Selon Gabriel Garcia Marquez, tout le monde a trois vies : une vie privée, une vie publique et une vie secrète… C’est cette sentence que ce roman atypique ambitionne d’illustrer, avec plus ou moins de bonheur.
En 1999, après avoir publié trois romans devenus cultes, le célèbre écrivain Nathan Fawles annonce qu’il arrête d’écrire et qu’il se retire à Beaumont, une île sauvage et sublime au large des côtes de la Méditerranée. Presque vingt ans se sont écoulés depuis cette nouvelle qui a fait l’effet d’une bombe, et force est de constater que Fawles s’est tenu à sa volonté de ne plus paraître, ni en personne ni par ses écrits. C’est durant l’automne 2018 que tout bascule pourtant. Alors que les romans de Fawles continuent de captiver le public, deux nouveaux venus débarquent à Beaumont : le premier est Raphaël Bataille, qui rêve de devenir écrivain et qui, persuadé que l’avis de Fawles pourrait tout changer et lui permettre de percer, décide d’aller assiéger l’homme chez lui ; la seconde est une jeune journaliste suisse, Mathilde Monney, qui paraît nourrir à l’égard de Fawles des projets aussi personnels qu’insaisissables. C’est alors qu’un corps de femme est découvert sur une plage et l’île est bouclée par les autorités. Commence alors entre Mathilde et Nathan un dangereux face-à-face, où se heurtent vérités occultées et mensonges assumés, où se frôlent l’amour et la peur…

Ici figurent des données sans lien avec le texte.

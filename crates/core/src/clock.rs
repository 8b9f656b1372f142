//! Wall-clock helpers over the injected [`Clock`]

use chrono::{DateTime, Utc};
use storesync_common::Clock;

/// Current wall time of `clock` as a UTC timestamp
pub fn utc_now(clock: &dyn Clock) -> DateTime<Utc> {
    DateTime::<Utc>::from(clock.system_time())
}
//! Port interfaces for the job runtime

use std::time::Duration;

use async_trait::async_trait;
use chrono::{DateTime, Utc};
use serde_json::Value;
use storesync_domain::{Job, JobFailure, JobName, JobRequest, RecurringSchedule, Result};

/// Business logic for one job name
#[async_trait]
pub trait JobHandler: Send + Sync {
    fn name(&self) -> JobName;

    /// Run the job once. The returned value is logged as the job result.
    async fn handle(&self, job: &Job) -> Result<Value>;
}

/// Durable job queue
#[async_trait]
pub trait JobQueue: Send + Sync {
    /// Enqueue a job. Returns `None` when `dedupe_key` matches a job that is
    /// still waiting or active.
    async fn enqueue(&self, request: JobRequest) -> Result<Option<String>>;

    /// Claim the highest-priority due job and lease it for `lease`
    async fn claim_next(&self, now: DateTime<Utc>, lease: Duration) -> Result<Option<Job>>;

    /// Push the lease of a running delivery out to `until`.
    ///
    /// Returns false when `job` no longer holds the lease.
    async fn extend_lease(&self, job: &Job, until: DateTime<Utc>) -> Result<bool>;

    /// Finish a delivery; completed jobs are removed.
    ///
    /// Only the delivery that holds the lease can settle the job; for any
    /// other the call is a no-op returning false.
    async fn complete(&self, job: &Job) -> Result<bool>;

    /// Release a failed delivery: back to waiting at `retry_at`, or terminally
    /// failed when `retry_at` is `None`. Fenced like [`JobQueue::complete`].
    async fn fail(&self, job: &Job, error: &str, retry_at: Option<DateTime<Utc>>) -> Result<bool>;

    /// Return active jobs whose lease expired before `now` to waiting
    async fn recover_stalled(&self, now: DateTime<Utc>) -> Result<u64>;
}

/// Recurring schedules keyed by a stable id
#[async_trait]
pub trait ScheduleRepository: Send + Sync {
    /// Insert or update by id. An unchanged pattern keeps the stored
    /// `next_run_at`.
    async fn upsert_schedule(&self, schedule: &RecurringSchedule) -> Result<()>;

    async fn list_schedules(&self) -> Result<Vec<RecurringSchedule>>;

    /// Enabled schedules with `next_run_at <= now`
    async fn due_schedules(&self, now: DateTime<Utc>) -> Result<Vec<RecurringSchedule>>;

    async fn set_next_run(&self, id: &str, next_run_at: DateTime<Utc>) -> Result<()>;

    async fn remove_schedule(&self, id: &str) -> Result<bool>;
}

/// Dead-letter audit of exhausted jobs
#[async_trait]
pub trait JobFailureRepository: Send + Sync {
    async fn record_failure(&self, failure: &JobFailure) -> Result<()>;

    /// Most recent first
    async fn list_failures(&self, limit: u32) -> Result<Vec<JobFailure>>;
}
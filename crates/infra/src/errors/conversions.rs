//! Conversions from external infrastructure errors into domain errors.

use redis::RedisError;
use reqwest::Error as HttpError;
use rusqlite::Error as SqlError;
use storesync_common::ResilienceError;
use storesync_domain::StoreSyncError;

/// Error newtype that keeps conversions on the infrastructure side and can be
/// converted back into the domain error.
#[derive(Debug)]
pub struct InfraError(pub StoreSyncError);

impl From<InfraError> for StoreSyncError {
    fn from(value: InfraError) -> Self {
        value.0
    }
}

impl From<StoreSyncError> for InfraError {
    fn from(value: StoreSyncError) -> Self {
        InfraError(value)
    }
}

/// Extension trait to make the conversion logic explicit in tests and within
/// this module.
trait IntoStoreSyncError {
    fn into_storesync(self) -> StoreSyncError;
}

/* -------------------------------------------------------------------------- */
/* rusqlite::Error → StoreSyncError */
/* -------------------------------------------------------------------------- */

impl IntoStoreSyncError for SqlError {
    fn into_storesync(self) -> StoreSyncError {
        use rusqlite::ffi::ErrorCode;
        use rusqlite::Error as RE;

        match self {
            RE::SqliteFailure(err, maybe_message) => {
                let message = maybe_message.unwrap_or_default();
                match (err.code, err.extended_code) {
                    (ErrorCode::DatabaseBusy, _) => {
                        StoreSyncError::Database("database is busy".into())
                    }
                    (ErrorCode::DatabaseLocked, _) => {
                        StoreSyncError::Database("database is locked".into())
                    }
                    (ErrorCode::ConstraintViolation, 2067) => {
                        StoreSyncError::Database("unique constraint violation".into())
                    }
                    (ErrorCode::ConstraintViolation, 787) => {
                        StoreSyncError::Database("foreign key constraint violation".into())
                    }
                    _ => StoreSyncError::Database(format!(
                        "sqlite failure {:?} (code {}): {}",
                        err.code, err.extended_code, message
                    )),
                }
            }
            RE::QueryReturnedNoRows => StoreSyncError::NotFound("no rows returned by query".into()),
            RE::FromSqlConversionFailure(_, _, cause) => {
                StoreSyncError::Database(format!("failed to convert sqlite value: {cause}"))
            }
            RE::InvalidColumnType(_, _, ty) => {
                StoreSyncError::Database(format!("invalid column type: {ty}"))
            }
            RE::Utf8Error(_) => {
                StoreSyncError::Database("invalid UTF-8 returned from sqlite".into())
            }
            RE::InvalidParameterName(parameter_name) => {
                StoreSyncError::Database(format!("invalid parameter name: {parameter_name}"))
            }
            RE::InvalidPath(path) => StoreSyncError::Database(format!(
                "invalid database path: {}",
                path.to_string_lossy()
            )),
            RE::InvalidQuery => StoreSyncError::Database("invalid SQL query".into()),
            other => StoreSyncError::Database(other.to_string()),
        }
    }
}

impl From<SqlError> for InfraError {
    fn from(value: SqlError) -> Self {
        InfraError(value.into_storesync())
    }
}

/* -------------------------------------------------------------------------- */
/* r2d2::Error → StoreSyncError */
/* -------------------------------------------------------------------------- */

impl From<r2d2::Error> for InfraError {
    fn from(value: r2d2::Error) -> Self {
        InfraError(StoreSyncError::Database(format!("connection pool: {value}")))
    }
}

/* -------------------------------------------------------------------------- */
/* reqwest::Error → StoreSyncError */
/* -------------------------------------------------------------------------- */

impl IntoStoreSyncError for HttpError {
    fn into_storesync(self) -> StoreSyncError {
        if self.is_timeout() {
            return StoreSyncError::Timeout("HTTP request timed out".into());
        }

        if self.is_connect() {
            return StoreSyncError::Network("HTTP connection failure".into());
        }

        if let Some(status) = self.status() {
            return StoreSyncError::Upstream {
                status: status.as_u16(),
                message: status.canonical_reason().unwrap_or("unknown status").to_string(),
            };
        }

        if self.is_decode() {
            return StoreSyncError::InvalidPayload(format!("undecodable response body: {self}"));
        }

        StoreSyncError::Network(self.to_string())
    }
}

impl From<HttpError> for InfraError {
    fn from(value: HttpError) -> Self {
        InfraError(value.into_storesync())
    }
}

/* -------------------------------------------------------------------------- */
/* redis::RedisError → StoreSyncError */
/* -------------------------------------------------------------------------- */

impl IntoStoreSyncError for RedisError {
    fn into_storesync(self) -> StoreSyncError {
        if self.is_timeout() {
            StoreSyncError::Timeout(format!("redis: {self}"))
        } else if self.is_io_error() || self.is_connection_dropped() || self.is_connection_refusal()
        {
            StoreSyncError::Unavailable(format!("redis: {self}"))
        } else {
            StoreSyncError::Internal(format!("redis: {self}"))
        }
    }
}

impl From<RedisError> for InfraError {
    fn from(value: RedisError) -> Self {
        InfraError(value.into_storesync())
    }
}

/* -------------------------------------------------------------------------- */
/* serde_json::Error → StoreSyncError */
/* -------------------------------------------------------------------------- */

impl From<serde_json::Error> for InfraError {
    fn from(value: serde_json::Error) -> Self {
        InfraError(StoreSyncError::Database(format!("corrupt JSON column: {value}")))
    }
}

/* -------------------------------------------------------------------------- */
/* ResilienceError → StoreSyncError */
/* -------------------------------------------------------------------------- */

impl<E> From<ResilienceError<E>> for InfraError
where
    E: std::error::Error + Send + Sync + 'static + Into<StoreSyncError>,
{
    fn from(value: ResilienceError<E>) -> Self {
        InfraError(match value {
            ResilienceError::CircuitOpen { key } => StoreSyncError::CircuitOpen(key),
            ResilienceError::RateLimited { key, retry_after } => StoreSyncError::RateLimited {
                key,
                retry_after_ms: u64::try_from(retry_after.as_millis()).unwrap_or(u64::MAX),
            },
            ResilienceError::StoreUnavailable { message } => StoreSyncError::Unavailable(message),
            ResilienceError::OperationFailed { source } => source.into(),
            ResilienceError::InvalidConfiguration { message } => StoreSyncError::Config(message),
        })
    }
}

/* -------------------------------------------------------------------------- */
/* Tests */
/* -------------------------------------------------------------------------- */
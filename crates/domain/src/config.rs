//! Configuration structures
//!
//! Every section deserializes with defaults, so a partial TOML/JSON file or
//! an empty environment yields a runnable configuration.

use std::time::Duration;

use serde::{Deserialize, Serialize};

use crate::constants::{
    DEFAULT_BIND_ADDR, DEFAULT_BREAKER_COOLDOWN_SECS, DEFAULT_BREAKER_FAILURE_THRESHOLD,
    DEFAULT_BREAKER_SUCCESS_THRESHOLD, DEFAULT_DATABASE_PATH, DEFAULT_DATABASE_POOL_SIZE,
    DEFAULT_LEASE_SECS, DEFAULT_LOOKBACK_DAYS, DEFAULT_MAX_ATTEMPTS, DEFAULT_MAX_PAGES,
    DEFAULT_PAGE_DELAY_MS, DEFAULT_PAGE_SIZE, DEFAULT_POLL_INTERVAL_MS,
    DEFAULT_QUEUE_BACKOFF_MS, DEFAULT_QUEUE_MAX_ATTEMPTS, DEFAULT_REDIS_URL,
    DEFAULT_REQUEST_TIMEOUT_SECS, DEFAULT_RETRY_DELAY_MS, DEFAULT_SCHEDULE_TICK,
    DEFAULT_SHUTDOWN_TIMEOUT_SECS, DEFAULT_START_RATE_PER_SEC, DEFAULT_UPSTREAM_RATE_LIMIT,
    DEFAULT_UPSTREAM_RATE_WINDOW_MS, DEFAULT_WEBHOOK_BATCH_SIZE, DEFAULT_WORKER_CONCURRENCY,
};
use crate::errors::{Result, StoreSyncError};

/// Top-level worker configuration
#[derive(Debug, Clone, Default, Serialize, Deserialize, PartialEq, Eq)]
#[serde(default)]
pub struct Config {
    pub database: DatabaseConfig,
    pub redis: RedisConfig,
    pub worker: WorkerConfig,
    pub sync: SyncConfig,
    pub breaker: BreakerConfig,
    pub server: ServerConfig,
    pub log: LogConfig,
}

impl Config {
    /// Reject values the runtime cannot operate with
    pub fn validate(&self) -> Result<()> {
        let checks: [(bool, &str); 9] = [
            (self.database.path.trim().is_empty(), "database.path must not be empty"),
            (self.database.pool_size == 0, "database.pool_size must be greater than 0"),
            (self.worker.concurrency == 0, "worker.concurrency must be greater than 0"),
            (self.worker.start_rate_per_sec == 0, "worker.start_rate_per_sec must be greater than 0"),
            (self.worker.max_attempts == 0, "worker.max_attempts must be greater than 0"),
            (self.sync.page_size == 0, "sync.page_size must be greater than 0"),
            (self.sync.max_pages == 0, "sync.max_pages must be greater than 0"),
            (self.breaker.failure_threshold == 0, "breaker.failure_threshold must be greater than 0"),
            (self.breaker.success_threshold == 0, "breaker.success_threshold must be greater than 0"),
        ];
        match checks.iter().find(|(failed, _)| *failed) {
            Some((_, message)) => Err(StoreSyncError::Config((*message).to_string())),
            None => Ok(()),
        }
    }
}

/// SQLite database settings
#[derive(Debug, Clone, Serialize, Deserialize, PartialEq, Eq)]
#[serde(default)]
pub struct DatabaseConfig {
    pub path: String,
    pub pool_size: u32,
}

impl Default for DatabaseConfig {
    fn default() -> Self {
        Self { path: DEFAULT_DATABASE_PATH.to_string(), pool_size: DEFAULT_DATABASE_POOL_SIZE }
    }
}

/// Shared rate-limit store and cache connection
#[derive(Debug, Clone, Serialize, Deserialize, PartialEq, Eq)]
#[serde(default)]
pub struct RedisConfig {
    pub url: String,
    /// Optional prefix applied to rate-limit keys
    pub key_prefix: Option<String>,
}

impl Default for RedisConfig {
    fn default() -> Self {
        Self { url: DEFAULT_REDIS_URL.to_string(), key_prefix: None }
    }
}

/// Job runtime and queue policy
#[derive(Debug, Clone, Serialize, Deserialize, PartialEq, Eq)]
#[serde(default)]
pub struct WorkerConfig {
    /// Jobs running at once
    pub concurrency: usize,
    /// Jobs started per second across the pool
    pub start_rate_per_sec: u64,
    /// Handler attempts within one execution
    pub max_attempts: u32,
    /// Linear delay unit between in-execution attempts
    pub retry_delay_ms: u64,
    /// Deliveries per job before the queue marks it failed
    pub queue_max_attempts: u32,
    /// Base of the queue's exponential redelivery backoff
    pub queue_backoff_ms: u64,
    pub poll_interval_ms: u64,
    /// How long a claimed job may run before it counts as stalled
    pub lease_secs: u64,
    pub shutdown_timeout_secs: u64,
    /// Six-field cron for the schedule ticker
    pub schedule_tick: String,
}

impl Default for WorkerConfig {
    fn default() -> Self {
        Self {
            concurrency: DEFAULT_WORKER_CONCURRENCY,
            start_rate_per_sec: DEFAULT_START_RATE_PER_SEC,
            max_attempts: DEFAULT_MAX_ATTEMPTS,
            retry_delay_ms: DEFAULT_RETRY_DELAY_MS,
            queue_max_attempts: DEFAULT_QUEUE_MAX_ATTEMPTS,
            queue_backoff_ms: DEFAULT_QUEUE_BACKOFF_MS,
            poll_interval_ms: DEFAULT_POLL_INTERVAL_MS,
            lease_secs: DEFAULT_LEASE_SECS,
            shutdown_timeout_secs: DEFAULT_SHUTDOWN_TIMEOUT_SECS,
            schedule_tick: DEFAULT_SCHEDULE_TICK.to_string(),
        }
    }
}

impl WorkerConfig {
    pub const fn retry_delay(&self) -> Duration {
        Duration::from_millis(self.retry_delay_ms)
    }

    pub const fn queue_backoff(&self) -> Duration {
        Duration::from_millis(self.queue_backoff_ms)
    }

    pub const fn poll_interval(&self) -> Duration {
        Duration::from_millis(self.poll_interval_ms)
    }

    pub const fn lease(&self) -> Duration {
        Duration::from_secs(self.lease_secs)
    }

    pub const fn shutdown_timeout(&self) -> Duration {
        Duration::from_secs(self.shutdown_timeout_secs)
    }
}

/// Upstream pull and reconciliation settings
#[derive(Debug, Clone, Serialize, Deserialize, PartialEq, Eq)]
#[serde(default)]
pub struct SyncConfig {
    pub page_size: u32,
    pub max_pages: u32,
    pub page_delay_ms: u64,
    /// Cursor default when a store has never been synced
    pub lookback_days: i64,
    pub webhook_batch_size: u32,
    pub request_timeout_secs: u64,
    /// Calls per window per store credential
    pub upstream_rate_limit: u32,
    pub upstream_rate_window_ms: u64,
}

impl Default for SyncConfig {
    fn default() -> Self {
        Self {
            page_size: DEFAULT_PAGE_SIZE,
            max_pages: DEFAULT_MAX_PAGES,
            page_delay_ms: DEFAULT_PAGE_DELAY_MS,
            lookback_days: DEFAULT_LOOKBACK_DAYS,
            webhook_batch_size: DEFAULT_WEBHOOK_BATCH_SIZE,
            request_timeout_secs: DEFAULT_REQUEST_TIMEOUT_SECS,
            upstream_rate_limit: DEFAULT_UPSTREAM_RATE_LIMIT,
            upstream_rate_window_ms: DEFAULT_UPSTREAM_RATE_WINDOW_MS,
        }
    }
}

impl SyncConfig {
    pub const fn page_delay(&self) -> Duration {
        Duration::from_millis(self.page_delay_ms)
    }

    pub const fn request_timeout(&self) -> Duration {
        Duration::from_secs(self.request_timeout_secs)
    }

    pub const fn upstream_rate_window(&self) -> Duration {
        Duration::from_millis(self.upstream_rate_window_ms)
    }

    pub fn lookback(&self) -> chrono::Duration {
        chrono::Duration::days(self.lookback_days)
    }
}

/// Per-credential circuit breaker thresholds
#[derive(Debug, Clone, Serialize, Deserialize, PartialEq, Eq)]
#[serde(default)]
pub struct BreakerConfig {
    pub failure_threshold: u32,
    pub success_threshold: u32,
    pub cooldown_secs: u64,
}

impl Default for BreakerConfig {
    fn default() -> Self {
        Self {
            failure_threshold: DEFAULT_BREAKER_FAILURE_THRESHOLD,
            success_threshold: DEFAULT_BREAKER_SUCCESS_THRESHOLD,
            cooldown_secs: DEFAULT_BREAKER_COOLDOWN_SECS,
        }
    }
}

impl BreakerConfig {
    pub const fn cooldown(&self) -> Duration {
        Duration::from_secs(self.cooldown_secs)
    }
}

/// Operational HTTP surface
#[derive(Debug, Clone, Serialize, Deserialize, PartialEq, Eq)]
#[serde(default)]
pub struct ServerConfig {
    pub bind_addr: String,
}

impl Default for ServerConfig {
    fn default() -> Self {
        Self { bind_addr: DEFAULT_BIND_ADDR.to_string() }
    }
}

/// Log output settings
#[derive(Debug, Clone, Serialize, Deserialize, PartialEq, Eq)]
#[serde(default)]
pub struct LogConfig {
    /// Filter used when `RUST_LOG` is unset
    pub level: String,
    /// Emit JSON lines instead of human-readable output
    pub json: bool,
}

impl Default for LogConfig {
    fn default() -> Self {
        Self { level: "info".to_string(), json: false }
    }
}
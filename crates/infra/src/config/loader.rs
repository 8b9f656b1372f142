//! Configuration loader
//!
//! ## Loading Strategy
//! 1. `STORESYNC_CONFIG` names a file explicitly; otherwise standard paths are
//!    probed and, if nothing is found, built-in defaults are used
//! 2. `STORESYNC_*` environment variables override individual values
//! 3. The merged result is validated
//!
//! ## Environment Variables
//! - `STORESYNC_DATABASE_PATH`, `STORESYNC_DATABASE_POOL_SIZE`
//! - `STORESYNC_REDIS_URL` (falls back to `REDIS_URL`), `STORESYNC_REDIS_KEY_PREFIX`
//! - `STORESYNC_WORKER_CONCURRENCY`, `STORESYNC_WORKER_START_RATE`,
//!   `STORESYNC_WORKER_MAX_ATTEMPTS`, `STORESYNC_WORKER_RETRY_DELAY_MS`,
//!   `STORESYNC_SCHEDULE_TICK`
//! - `STORESYNC_SYNC_PAGE_SIZE`, `STORESYNC_SYNC_MAX_PAGES`,
//!   `STORESYNC_SYNC_REQUEST_TIMEOUT_SECS`, `STORESYNC_UPSTREAM_RATE_LIMIT`
//! - `STORESYNC_BIND_ADDR`, `STORESYNC_LOG_LEVEL`, `STORESYNC_LOG_JSON`
//!
//! ## File Locations
//! `storesync.toml`, `storesync.json`, `config.toml`, `config.json` in the
//! working directory and its two parents, then next to the executable.

use std::path::{Path, PathBuf};
use std::str::FromStr;

use storesync_domain::{Config, Result, StoreSyncError};

const FILE_NAMES: [&str; 4] = ["storesync.toml", "storesync.json", "config.toml", "config.json"];

/// Load file-or-default configuration, apply environment overrides and
/// validate the result
///
/// # Errors
/// Returns `StoreSyncError::Config` if a named file is missing or unreadable,
/// a value cannot be parsed, or validation fails.
pub fn load() -> Result<Config> {
    let explicit = std::env::var("STORESYNC_CONFIG").ok().map(PathBuf::from);
    let mut config = match explicit.or_else(probe_config_paths) {
        Some(path) => load_from_file(&path)?,
        None => {
            tracing::info!("No config file found, using defaults");
            Config::default()
        }
    };

    apply_env_overrides(&mut config)?;
    config.validate()?;
    Ok(config)
}

/// Load configuration from a JSON or TOML file (by extension)
///
/// Missing sections and fields take their defaults.
pub fn load_from_file(path: &Path) -> Result<Config> {
    if !path.exists() {
        return Err(StoreSyncError::Config(format!("Config file not found: {}", path.display())));
    }

    tracing::info!(path = %path.display(), "Loading configuration from file");

    let contents = std::fs::read_to_string(path)
        .map_err(|e| StoreSyncError::Config(format!("Failed to read config file: {e}")))?;

    parse_config(&contents, path)
}

fn parse_config(contents: &str, path: &Path) -> Result<Config> {
    let extension = path.extension().and_then(|e| e.to_str()).unwrap_or("json");

    match extension {
        "toml" => toml::from_str(contents)
            .map_err(|e| StoreSyncError::Config(format!("Invalid TOML format: {e}"))),
        "json" => serde_json::from_str(contents)
            .map_err(|e| StoreSyncError::Config(format!("Invalid JSON format: {e}"))),
        _ => Err(StoreSyncError::Config(format!("Unsupported config format: {extension}"))),
    }
}

/// First existing config file among the standard locations
pub fn probe_config_paths() -> Option<PathBuf> {
    let mut dirs = Vec::new();

    if let Ok(cwd) = std::env::current_dir() {
        dirs.push(cwd.clone());
        dirs.push(cwd.join(".."));
        dirs.push(cwd.join("../.."));
    }

    if let Ok(exe_path) = std::env::current_exe() {
        if let Some(exe_dir) = exe_path.parent() {
            dirs.push(exe_dir.to_path_buf());
        }
    }

    dirs.iter()
        .flat_map(|dir| FILE_NAMES.iter().map(move |name| dir.join(name)))
        .find(|path| path.exists())
}

/// Apply every `STORESYNC_*` override that is set
pub fn apply_env_overrides(config: &mut Config) -> Result<()> {
    if let Some(path) = env_string("STORESYNC_DATABASE_PATH") {
        config.database.path = path;
    }
    override_parsed("STORESYNC_DATABASE_POOL_SIZE", &mut config.database.pool_size)?;

    if let Some(url) = env_string("STORESYNC_REDIS_URL").or_else(|| env_string("REDIS_URL")) {
        config.redis.url = url;
    }
    if let Some(prefix) = env_string("STORESYNC_REDIS_KEY_PREFIX") {
        config.redis.key_prefix = Some(prefix);
    }

    override_parsed("STORESYNC_WORKER_CONCURRENCY", &mut config.worker.concurrency)?;
    override_parsed("STORESYNC_WORKER_START_RATE", &mut config.worker.start_rate_per_sec)?;
    override_parsed("STORESYNC_WORKER_MAX_ATTEMPTS", &mut config.worker.max_attempts)?;
    override_parsed("STORESYNC_WORKER_RETRY_DELAY_MS", &mut config.worker.retry_delay_ms)?;
    if let Some(tick) = env_string("STORESYNC_SCHEDULE_TICK") {
        config.worker.schedule_tick = tick;
    }

    override_parsed("STORESYNC_SYNC_PAGE_SIZE", &mut config.sync.page_size)?;
    override_parsed("STORESYNC_SYNC_MAX_PAGES", &mut config.sync.max_pages)?;
    override_parsed("STORESYNC_SYNC_REQUEST_TIMEOUT_SECS", &mut config.sync.request_timeout_secs)?;
    override_parsed("STORESYNC_UPSTREAM_RATE_LIMIT", &mut config.sync.upstream_rate_limit)?;

    if let Some(addr) = env_string("STORESYNC_BIND_ADDR") {
        config.server.bind_addr = addr;
    }
    if let Some(level) = env_string("STORESYNC_LOG_LEVEL") {
        config.log.level = level;
    }
    config.log.json = env_bool("STORESYNC_LOG_JSON", config.log.json);

    Ok(())
}

/// Non-empty environment value
fn env_string(key: &str) -> Option<String> {
    std::env::var(key).ok().filter(|value| !value.trim().is_empty())
}

fn override_parsed<T>(key: &str, target: &mut T) -> Result<()>
where
    T: FromStr,
    T::Err: std::fmt::Display,
{
    if let Some(raw) = env_string(key) {
        *target = raw
            .trim()
            .parse()
            .map_err(|e| StoreSyncError::Config(format!("Invalid value for {key}: {e}")))?;
    }
    Ok(())
}

/// Accepts `1`/`0`, `true`/`false`, `yes`/`no`, `on`/`off` (case-insensitive)
fn env_bool(key: &str, default: bool) -> bool {
    std::env::var(key)
        .ok()
        .map(|s| matches!(s.to_ascii_lowercase().as_str(), "1" | "true" | "yes" | "on"))
        .unwrap_or(default)
}

#[cfg(test)]
mod tests {
    use std::path::PathBuf;
    use std::sync::Mutex;

    use super::*;

    static ENV_LOCK: Mutex<()> = Mutex::new(());

    #[test]
    fn env_bool_parsing() {
        let _guard = ENV_LOCK.lock().expect("env mutex poisoned");

        std::env::set_var("STORESYNC_TEST_BOOL_ON", "ON");
        std::env::set_var("STORESYNC_TEST_BOOL_OFF", "off");
        std::env::remove_var("STORESYNC_TEST_BOOL_MISSING");

        assert!(env_bool("STORESYNC_TEST_BOOL_ON", false));
        assert!(!env_bool("STORESYNC_TEST_BOOL_OFF", true));
        assert!(env_bool("STORESYNC_TEST_BOOL_MISSING", true));

        std::env::remove_var("STORESYNC_TEST_BOOL_ON");
        std::env::remove_var("STORESYNC_TEST_BOOL_OFF");
    }

    #[test]
    fn overrides_replace_only_set_values() {
        let _guard = ENV_LOCK.lock().expect("env mutex poisoned");

        std::env::set_var("STORESYNC_DATABASE_PATH", "/tmp/override.db");
        std::env::set_var("STORESYNC_WORKER_CONCURRENCY", "4");
        std::env::set_var("STORESYNC_REDIS_KEY_PREFIX", "staging");

        let mut config = Config::default();
        apply_env_overrides(&mut config).unwrap();

        assert_eq!(config.database.path, "/tmp/override.db");
        assert_eq!(config.worker.concurrency, 4);
        assert_eq!(config.redis.key_prefix.as_deref(), Some("staging"));
        assert_eq!(config.worker.start_rate_per_sec, 50);

        std::env::remove_var("STORESYNC_DATABASE_PATH");
        std::env::remove_var("STORESYNC_WORKER_CONCURRENCY");
        std::env::remove_var("STORESYNC_REDIS_KEY_PREFIX");
    }

    #[test]
    fn unparseable_override_is_config_error() {
        let _guard = ENV_LOCK.lock().expect("env mutex poisoned");

        std::env::set_var("STORESYNC_DATABASE_POOL_SIZE", "lots");
        let mut config = Config::default();
        let err = apply_env_overrides(&mut config).unwrap_err();
        std::env::remove_var("STORESYNC_DATABASE_POOL_SIZE");

        assert!(matches!(err, StoreSyncError::Config(message) if message.contains("STORESYNC_DATABASE_POOL_SIZE")));
    }

    #[test]
    fn partial_toml_keeps_defaults() {
        let toml_content = r#"
[database]
path = "shop.db"

[sync]
page_size = 25
"#;
        let config = parse_config(toml_content, &PathBuf::from("storesync.toml")).unwrap();
        assert_eq!(config.database.path, "shop.db");
        assert_eq!(config.sync.page_size, 25);
        assert_eq!(config.sync.max_pages, 100);
        assert_eq!(config.breaker.failure_threshold, 5);
    }

    #[test]
    fn parses_json() {
        let json_content = r#"{ "worker": { "concurrency": 8 }, "log": { "json": true } }"#;
        let config = parse_config(json_content, &PathBuf::from("config.json")).unwrap();
        assert_eq!(config.worker.concurrency, 8);
        assert!(config.log.json);
    }

    #[test]
    fn unsupported_format_is_rejected() {
        let result = parse_config("key: value", &PathBuf::from("config.yaml"));
        assert!(matches!(result, Err(StoreSyncError::Config(_))));
    }

    #[test]
    fn missing_file_is_config_error() {
        let result = load_from_file(Path::new("/nonexistent/storesync.toml"));
        assert!(matches!(result, Err(StoreSyncError::Config(_))));
    }
}
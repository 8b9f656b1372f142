//! Queue-draining worker pool

pub mod pool;

pub use pool::{JobWorker, JobWorkerConfig};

Un roman qui va compter ! Pensez donc : c’est mon premier Musso ! Et ce ne sera pas le dernier, même s’il est peu probable que je rejoigne un jour la cohorte des admirateurs inconditionnels de cet écrivain à la mode – l’auteur français le plus lu, traduit dans 40 langues.
J’avoue avoir passé un moment très agréable : un très court moment, d’ailleurs, puisque j’ai dévoré ce livre en un jour. Impossible de le lâcher… mais il faut dire aussi qu’avec ses gros caractères et ses marges aérées, le format s’y prête particulièrement bien.
Autant le dire tout de suite : cette histoire d’appareil photo tombé dans l’océan, miraculeusement retrouvé QUINZE ans plus tard et dont les fichiers sont toujours disponibles, m’a laissée complètement froide… On nage en plein délire ! Il paraît que c’est inspiré d’un fait réel, mais en vérité, le bidule n’avait surnagé que six ans et honnêtement, j’aimerais bien voir la bobine qu’elles avaient, les photos, quand on les a enfin extraites. Je ne marche pas, surtout quand je pense à mon GSM irrécupérable après avoir passé 10 minuscules petites secondes dans l’eau des toilettes (si vous aussi vous avez cette habitude de glisser votre téléphone à l’arrière de votre jeans, écoutez mon conseil : perdez-la !)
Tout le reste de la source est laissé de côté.